Directions for this task: Lines to return, exactly: from the line with "assert!(sections.hero_banners[0].is_active);" to the line with "assert_eq!(req.variant, VariantKey::B);" in the entries below, both included.
:: Dataset excerpts
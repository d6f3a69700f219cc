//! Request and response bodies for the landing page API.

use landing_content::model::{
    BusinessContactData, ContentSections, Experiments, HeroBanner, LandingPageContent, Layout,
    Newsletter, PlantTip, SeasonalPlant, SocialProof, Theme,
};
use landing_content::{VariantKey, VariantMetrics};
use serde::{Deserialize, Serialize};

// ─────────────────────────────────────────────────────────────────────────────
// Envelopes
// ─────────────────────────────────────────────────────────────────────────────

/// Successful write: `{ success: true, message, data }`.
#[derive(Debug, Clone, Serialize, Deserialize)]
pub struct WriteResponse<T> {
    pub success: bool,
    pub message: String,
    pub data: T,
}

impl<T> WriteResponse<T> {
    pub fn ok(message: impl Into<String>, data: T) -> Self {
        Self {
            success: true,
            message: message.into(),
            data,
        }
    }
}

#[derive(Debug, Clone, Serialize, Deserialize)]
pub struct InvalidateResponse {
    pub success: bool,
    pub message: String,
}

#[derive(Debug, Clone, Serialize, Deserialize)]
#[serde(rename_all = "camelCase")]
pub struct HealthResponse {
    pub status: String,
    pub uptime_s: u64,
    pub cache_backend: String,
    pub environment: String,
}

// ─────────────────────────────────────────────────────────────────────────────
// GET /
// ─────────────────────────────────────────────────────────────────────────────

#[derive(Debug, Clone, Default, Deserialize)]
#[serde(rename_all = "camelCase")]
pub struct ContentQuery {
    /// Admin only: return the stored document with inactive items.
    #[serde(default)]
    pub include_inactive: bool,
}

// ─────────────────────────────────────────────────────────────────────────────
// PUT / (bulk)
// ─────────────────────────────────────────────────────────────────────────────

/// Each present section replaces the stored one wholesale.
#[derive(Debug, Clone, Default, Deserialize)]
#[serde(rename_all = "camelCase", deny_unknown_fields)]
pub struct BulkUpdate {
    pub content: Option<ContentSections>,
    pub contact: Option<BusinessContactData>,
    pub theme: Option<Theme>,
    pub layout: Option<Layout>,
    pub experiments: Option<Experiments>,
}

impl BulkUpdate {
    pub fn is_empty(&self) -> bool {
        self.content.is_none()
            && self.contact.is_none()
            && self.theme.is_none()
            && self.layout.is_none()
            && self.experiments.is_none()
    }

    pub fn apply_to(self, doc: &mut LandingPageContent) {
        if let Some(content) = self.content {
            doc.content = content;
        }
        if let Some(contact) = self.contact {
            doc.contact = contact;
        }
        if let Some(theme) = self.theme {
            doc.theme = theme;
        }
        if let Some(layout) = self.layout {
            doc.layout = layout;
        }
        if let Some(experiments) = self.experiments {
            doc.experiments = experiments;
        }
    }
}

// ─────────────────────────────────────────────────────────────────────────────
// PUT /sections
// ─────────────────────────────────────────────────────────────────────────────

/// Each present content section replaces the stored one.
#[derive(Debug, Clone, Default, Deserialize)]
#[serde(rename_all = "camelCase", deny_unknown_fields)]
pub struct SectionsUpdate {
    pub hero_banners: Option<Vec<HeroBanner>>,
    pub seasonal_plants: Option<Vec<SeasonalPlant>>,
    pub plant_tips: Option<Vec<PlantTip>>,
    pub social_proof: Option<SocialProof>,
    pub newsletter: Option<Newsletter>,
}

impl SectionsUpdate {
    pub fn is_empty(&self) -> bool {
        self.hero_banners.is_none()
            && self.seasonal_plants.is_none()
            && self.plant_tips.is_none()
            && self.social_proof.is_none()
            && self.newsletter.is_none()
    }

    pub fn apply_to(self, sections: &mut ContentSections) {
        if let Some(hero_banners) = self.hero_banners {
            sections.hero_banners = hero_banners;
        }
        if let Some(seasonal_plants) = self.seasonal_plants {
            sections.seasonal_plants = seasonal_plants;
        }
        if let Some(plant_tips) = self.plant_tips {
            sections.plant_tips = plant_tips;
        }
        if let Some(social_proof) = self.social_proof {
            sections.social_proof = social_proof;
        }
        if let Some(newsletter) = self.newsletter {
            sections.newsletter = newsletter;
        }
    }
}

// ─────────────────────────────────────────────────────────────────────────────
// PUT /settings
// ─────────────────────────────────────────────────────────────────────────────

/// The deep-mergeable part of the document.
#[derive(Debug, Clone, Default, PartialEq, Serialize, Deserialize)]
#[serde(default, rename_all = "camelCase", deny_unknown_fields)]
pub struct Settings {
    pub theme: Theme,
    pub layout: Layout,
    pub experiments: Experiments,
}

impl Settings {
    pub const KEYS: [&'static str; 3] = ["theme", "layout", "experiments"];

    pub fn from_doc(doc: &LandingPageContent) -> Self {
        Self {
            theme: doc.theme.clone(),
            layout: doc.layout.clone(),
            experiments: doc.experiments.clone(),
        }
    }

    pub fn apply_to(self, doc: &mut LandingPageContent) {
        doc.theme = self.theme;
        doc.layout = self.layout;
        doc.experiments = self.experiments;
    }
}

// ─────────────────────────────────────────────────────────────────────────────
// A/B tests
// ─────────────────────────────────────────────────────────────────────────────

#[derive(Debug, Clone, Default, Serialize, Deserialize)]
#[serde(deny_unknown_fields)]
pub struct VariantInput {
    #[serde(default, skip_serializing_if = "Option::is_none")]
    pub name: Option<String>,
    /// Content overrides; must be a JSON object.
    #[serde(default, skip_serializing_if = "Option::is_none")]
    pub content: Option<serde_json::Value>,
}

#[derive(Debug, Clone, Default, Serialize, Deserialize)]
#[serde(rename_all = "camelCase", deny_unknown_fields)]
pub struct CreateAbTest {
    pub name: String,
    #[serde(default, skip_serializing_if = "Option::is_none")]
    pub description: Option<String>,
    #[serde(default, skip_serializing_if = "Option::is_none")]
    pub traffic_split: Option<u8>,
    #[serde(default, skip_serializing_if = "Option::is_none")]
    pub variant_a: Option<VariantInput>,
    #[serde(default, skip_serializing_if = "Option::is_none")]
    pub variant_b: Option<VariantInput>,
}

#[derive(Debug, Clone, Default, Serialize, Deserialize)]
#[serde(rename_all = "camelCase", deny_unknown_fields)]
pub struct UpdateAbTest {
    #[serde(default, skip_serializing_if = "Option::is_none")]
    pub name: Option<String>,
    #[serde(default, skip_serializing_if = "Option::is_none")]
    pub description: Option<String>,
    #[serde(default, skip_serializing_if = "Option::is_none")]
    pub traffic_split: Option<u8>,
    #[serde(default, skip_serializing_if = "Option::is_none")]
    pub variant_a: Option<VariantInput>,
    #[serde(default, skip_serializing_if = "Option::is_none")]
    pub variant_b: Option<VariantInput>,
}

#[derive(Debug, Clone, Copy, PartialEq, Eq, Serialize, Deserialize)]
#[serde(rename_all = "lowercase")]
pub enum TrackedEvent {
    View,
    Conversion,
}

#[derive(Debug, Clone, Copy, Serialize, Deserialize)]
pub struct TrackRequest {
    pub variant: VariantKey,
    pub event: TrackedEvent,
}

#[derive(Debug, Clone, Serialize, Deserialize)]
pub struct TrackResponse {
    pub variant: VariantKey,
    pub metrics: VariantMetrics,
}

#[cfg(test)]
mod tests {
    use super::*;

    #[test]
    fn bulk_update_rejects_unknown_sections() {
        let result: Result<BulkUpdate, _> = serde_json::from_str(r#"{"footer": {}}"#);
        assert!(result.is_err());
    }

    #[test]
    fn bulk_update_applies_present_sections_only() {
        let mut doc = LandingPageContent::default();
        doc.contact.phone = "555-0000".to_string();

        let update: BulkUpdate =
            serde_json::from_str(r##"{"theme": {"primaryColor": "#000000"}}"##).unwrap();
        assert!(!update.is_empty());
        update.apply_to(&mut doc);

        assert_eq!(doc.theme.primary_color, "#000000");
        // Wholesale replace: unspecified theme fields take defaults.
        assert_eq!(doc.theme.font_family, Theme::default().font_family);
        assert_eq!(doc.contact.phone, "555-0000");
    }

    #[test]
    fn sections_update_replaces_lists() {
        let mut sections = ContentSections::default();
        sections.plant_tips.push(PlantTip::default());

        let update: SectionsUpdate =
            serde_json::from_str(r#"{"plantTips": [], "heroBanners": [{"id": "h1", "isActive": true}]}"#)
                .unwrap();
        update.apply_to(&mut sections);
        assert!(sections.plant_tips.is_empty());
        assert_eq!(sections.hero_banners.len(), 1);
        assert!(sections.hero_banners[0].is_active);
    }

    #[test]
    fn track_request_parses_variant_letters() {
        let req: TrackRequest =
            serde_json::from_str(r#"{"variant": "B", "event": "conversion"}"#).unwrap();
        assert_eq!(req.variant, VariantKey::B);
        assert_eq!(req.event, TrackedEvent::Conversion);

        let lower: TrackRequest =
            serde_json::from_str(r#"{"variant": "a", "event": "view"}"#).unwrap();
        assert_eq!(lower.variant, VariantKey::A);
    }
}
::::
Solution below:
        assert!(sections.hero_banners[0].is_active);
    }

    #[test]
    fn track_request_parses_variant_letters() {
        let req: TrackRequest =
            serde_json::from_str(r#"{"variant": "B", "event": "conversion"}"#).unwrap();
        assert_eq!(req.variant, VariantKey::B);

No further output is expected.